Before you can use these features

Rules are assigned to individual catalog items via the Task Applicability & Timing tab — but that tab only appears after you enable it. In the Task Information tab, go to Task Rules & Logic and set "Does this task apply to any project?" to "Task only applies to some Projects." For Creation Rules, also set "When should this task be created?" to "Create Task later depending on Project progress." Both settings unlock the tab.

Rules are what make Compass task templates smart. A Task Catalog can have hundreds of items, but not every task applies to every project. Rules let you teach Compass exactly which tasks should appear — and when.

There are two types:

  • Applicability Rulesshould this task be created for this project at all?
  • Creation Ruleswhen should this task be created?

Both are managed in the Rules tab of a Task Catalog, and both can be reused across as many catalog items as you like.


What project fields can you use?

Both rule types use project fields as conditions. You can use any field from the Project Blueprint the catalog is associated with — built-in fields like Brand, Region, and Property Category, plus any custom field you've added to the blueprint.

Whatever information you track on your projects, you can use as a condition in a rule.


Applicability Rules

What they do

An Applicability Rule answers: should this task exist for this particular project?

When tasks are generated for a project, Compass checks each catalog item:

  • If the item has "Task applies to any project" turned on → always create it, no rules checked
  • Otherwise → check the assigned Applicability Rules. If any rule matches, create the task. If none match, skip it.

Creating a rule

Rules live in the Rules tab of the Task Catalog. Click Add New Rule to open the creation dialog.

Creating a new Applicability Rule — showing the condition builder with Brand = Ritz-Carlton OR Bulgari Hotels and Resorts, and the Apply/Not Apply toggle.

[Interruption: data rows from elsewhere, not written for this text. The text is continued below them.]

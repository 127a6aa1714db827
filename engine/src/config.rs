use crate::error::BridgeError;
use serde::Deserialize;
use std::path::Path;

pub const CONFIG_ENV: &str = "PULSEJACK_CONFIG";
pub const CLIENT_NAME_ENV: &str = "PULSEJACK_CLIENT_NAME";
pub const NO_START_SERVER_ENV: &str = "PULSEJACK_NO_START_SERVER";
pub const RT_PRIORITY_ENV: &str = "PULSEJACK_RT_PRIORITY";
pub const NO_MIRROR_ENV: &str = "PULSEJACK_NO_MIRROR";
pub const PULSE_SERVER_ENV: &str = "PULSEJACK_PULSE_SERVER";

fn parse_flag(value: &str) -> bool {
    let s = value.trim().to_ascii_lowercase();
    s == "1" || s == "true" || s == "yes" || s == "on"
}

#[derive(Debug, Clone, PartialEq, Eq, Deserialize)]
#[serde(default)]
pub struct BridgeConfig {
    /// JACK client name; also the PulseAudio application name.
    pub client_name: String,
    /// JACK client whose connections get mirrored.
    pub system_client: String,
    pub start_server: bool,
    pub server_command: Vec<String>,
    pub server_retries: u32,
    pub server_retry_delay_ms: u64,
    /// SCHED_FIFO priority for the PulseAudio mainloop thread, 0 disables.
    pub realtime_priority: i32,
    pub mirror_connections: bool,
    pub pulse_server: Option<String>,
}

impl Default for BridgeConfig {
    fn default() -> Self {
        Self {
            client_name: "JACK over PulseAudio".to_string(),
            system_client: "system".to_string(),
            start_server: true,
            server_command: ["jackd", "-T", "-d", "dummy", "-p", "1024"]
                .iter()
                .map(|s| s.to_string())
                .collect(),
            server_retries: 5,
            server_retry_delay_ms: 1000,
            realtime_priority: 10,
            mirror_connections: true,
            pulse_server: None,
        }
    }
}

impl BridgeConfig {
    pub fn from_toml(text: &str) -> Result<Self, BridgeError> {
        toml::from_str(text).map_err(|e| BridgeError::Config(e.to_string()))
    }

    pub fn from_file(path: &Path) -> Result<Self, BridgeError> {
        let text = std::fs::read_to_string(path).map_err(|e| {
            BridgeError::Config(format!("failed to read {}: {}", path.display(), e))
        })?;
        Self::from_toml(&text)
    }

    /// Loads `path` (or `PULSEJACK_CONFIG` when no path is given) and applies
    /// the environment overrides. With neither, the defaults are used.
    pub fn load(path: Option<&Path>) -> Result<Self, BridgeError> {
        let from_env = std::env::var_os(CONFIG_ENV).map(std::path::PathBuf::from);
        let mut config = match path.or(from_env.as_deref()) {
            Some(p) => Self::from_file(p)?,
            None => Self::default(),
        };
        config.apply_env(|key| std::env::var(key).ok())?;
        config.validate()?;
        Ok(config)
    }

    pub fn apply_env(
        &mut self,
        lookup: impl Fn(&str) -> Option<String>,
    ) -> Result<(), BridgeError> {
        if let Some(name) = lookup(CLIENT_NAME_ENV) {
            self.client_name = name;
        }
        if lookup(NO_START_SERVER_ENV).is_some_and(|v| parse_flag(&v)) {
            self.start_server = false;
        }
        if lookup(NO_MIRROR_ENV).is_some_and(|v| parse_flag(&v)) {
            self.mirror_connections = false;
        }
        if let Some(prio) = lookup(RT_PRIORITY_ENV) {
            self.realtime_priority = prio.trim().parse().map_err(|e| {
                BridgeError::Config(format!("{RT_PRIORITY_ENV}={prio:?}: {e}"))
            })?;
        }
        if let Some(server) = lookup(PULSE_SERVER_ENV) {
            self.pulse_server = Some(server);
        }
        Ok(())
    }

    pub fn validate(&self) -> Result<(), BridgeError> {
        if self.client_name.trim().is_empty() {
            return Err(BridgeError::Config("client_name is empty".to_string()));
        }
        if self.client_name.contains(':') {
            return Err(BridgeError::Config(format!(
                "client_name {:?} contains ':'",
                self.client_name
            )));
        }
        if self.start_server && self.server_command.is_empty() {
            return Err(BridgeError::Config(
                "start_server is set but server_command is empty".to_string(),
            ));
        }
        if !(0..=99).contains(&self.realtime_priority) {
            return Err(BridgeError::Config(format!(
                "realtime_priority {} is outside 0..=99",
                self.realtime_priority
            )));
        }
        Ok(())
    }
}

The dialog has four things to fill in:

Name — a clear label you'll recognize later. Example: Luxury Brands Only, EMEA Projects, Franchise Properties.

Catalog Items (top right) — which catalog items this rule should govern. You can select many items at once. This is the key to reusability: define the condition once, link it to 50 tasks, and when the condition changes you update one rule — not 50 items.

Conditions — the project fields and values to check (see below for how the logic works).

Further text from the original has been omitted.